Il lucano si adatta ovunque. E’ liberale e tollerante. Ma sta davvero bene solo a casa sua.

Ma  “casa sua” è un concetto quasi inspiegabile e che comunque non significa quello che sembra (la lettura di “Gold, Introduzione alla Geografia del comportamento, Angeli, 1990 può essere di buon aiuto nella comprensione della dilatazione di questo concetto).

Un lucano che a maggio non cerca le ginestre non è un lucano!

La condizione di lucano è una condizione di travaglio evidente e latente: secoli di storia hanno plasmato il Dna di un popolo che non si aspetta niente e che quando ha qualcosa è certo che la perderà.

Per dirla ancora con Sinisgalli “Il lucano non si consola mai di quello che ha fatto, non gli basta mai quello che fa. Il lucano è perseguitato dal demone della insoddisfazione”.

A chi si’ figl’ e u’ paisan’ sono il perno della lucanità: l’appartenenza alla famiglia e al popolo.

Una targa d’auto, un autobus con le insegne lucane non passano mai inosservati al “lucano con la valigia” che esclama in automatico: “i’ paisan’ “.

E’ un misto di orgoglio e soddisfazione: siamo talmente pochi che cercarci è parte del nostro impegno quotidiano!
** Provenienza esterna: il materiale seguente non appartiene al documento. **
// src/utils/mod.rs
use log::info;
use serde::{Deserialize, Serialize};
use std::fmt;

/// The kind of refreshable computation addressed by a resource key.
#[derive(Debug, Clone, Copy, Serialize, Deserialize, PartialEq, Eq, Hash)]
pub enum ResourceKind {
    HolderBenchmark,
    LiquidityProfile,
    GovernanceProfile,
    MarketStats,
}

impl fmt::Display for ResourceKind {
    fn fmt(&self, f: &mut fmt::Formatter<'_>) -> fmt::Result {
        match self {
            ResourceKind::HolderBenchmark => write!(f, "holder-benchmark"),
            ResourceKind::LiquidityProfile => write!(f, "liquidity-profile"),
            ResourceKind::GovernanceProfile => write!(f, "governance-profile"),
            ResourceKind::MarketStats => write!(f, "market-stats"),
        }
    }
}

/// Composite identity of one refreshable, benchmarked token computation.
/// Immutable once formed; hashing/equality cover all three parts.
#[derive(Debug, Clone, Serialize, Deserialize, PartialEq, Eq, Hash)]
pub struct TokenResourceKey {
    pub chain_id: u64,
    pub contract_address: String,
    pub kind: ResourceKind,
}

impl TokenResourceKey {
    pub fn new(chain_id: u64, contract_address: impl Into<String>, kind: ResourceKind) -> Self {
        Self {
            chain_id,
            contract_address: contract_address.into(),
            kind,
        }
    }

    /// Default key for the concentration benchmark of a token contract.
    pub fn holder_benchmark(chain_id: u64, contract_address: impl Into<String>) -> Self {
        Self::new(chain_id, contract_address, ResourceKind::HolderBenchmark)
    }
}

impl fmt::Display for TokenResourceKey {
    fn fmt(&self, f: &mut fmt::Formatter<'_>) -> fmt::Result {
        write!(f, "{}:{}:{}", self.chain_id, self.contract_address, self.kind)
    }
}

pub fn setup_logging() -> Result<(), fern::InitError> {
    fern::Dispatch::new()
        .format(|out, message, record| {
            out.finish(format_args!(
                "[{}][{}][{}] {}",
                chrono::Utc::now().format("%Y-%m-%d %H:%M:%S"),
                record.level(),
                record.target(),
                message
            ))
        })
        .level(log::LevelFilter::Info)
        .chain(std::io::stdout())
        .apply()?;
    info!("Logging initialized.");
    Ok(())
}

#[cfg(test)]
mod tests {
    use super::*;

    #[test]
    fn resource_key_display_is_composite() {
        let key = TokenResourceKey::holder_benchmark(1, "0xdeadbeef");
        assert_eq!(key.to_string(), "1:0xdeadbeef:holder-benchmark");
    }

    #[test]
    fn resource_keys_differ_by_kind() {
        let a = TokenResourceKey::new(1, "0xabc", ResourceKind::HolderBenchmark);
        let b = TokenResourceKey::new(1, "0xabc", ResourceKind::LiquidityProfile);
        assert_ne!(a, b);
    }
}
pub mod settings;

pub use settings::{Config, ScoreThresholds, ScoreTier, ScoreWeights};

use crate::error::{BenchError, Result};
use std::sync::Arc;

/// Loads and returns the application configuration as an `Arc<Config>`.
/// Centralizes dotenv loading and the critical-value checks.
pub fn load_config() -> Result<Arc<Config>> {
    dotenv::dotenv().ok(); // Load .env file if present, ignore errors

    let config = Config::from_env();

    if !config.weights.is_normalized() {
        return Err(BenchError::ConfigError(format!(
            "control-risk weights must sum to 1.0, got {:.6}",
            config.weights.sum()
        )));
    }
    if config.freshness_window_secs == 0 {
        return Err(BenchError::ConfigError(
            "FRESHNESS_WINDOW_SECS cannot be 0".to_string(),
        ));
    }

    config.validate_and_log();

    Ok(Arc::new(config))
}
Eppure ci sono più lucani fuori i confini che dentro i confini. E altri se ne vanno tutti i giorni.

Ci sono ragioni che affondano nella storia: la fame, anzitutto.

Ma anche l‘incapacità, negli ultimi 40 anni, di noi medesimi lucani di governarci.

Perchè – illumina ancora Sinisgalli – “questo è un popolo che la saggezza ha portato alle soglie dell’insensatezza. Come una gallina che s’impunta davanti alla riga tracciata col gesso l’intelligenza dei lucani si distoglie per un niente, si blocca appena sente volare una mosca”.

E allora? Basilicata post.it è un taccuino, una collezione di post.it, di appunti e lamenti di lucani con e senza la valigia e di chi la Basilicata non la vive proprio tutti i giorni, ma che anche fisicamente è ancora lì ancorato.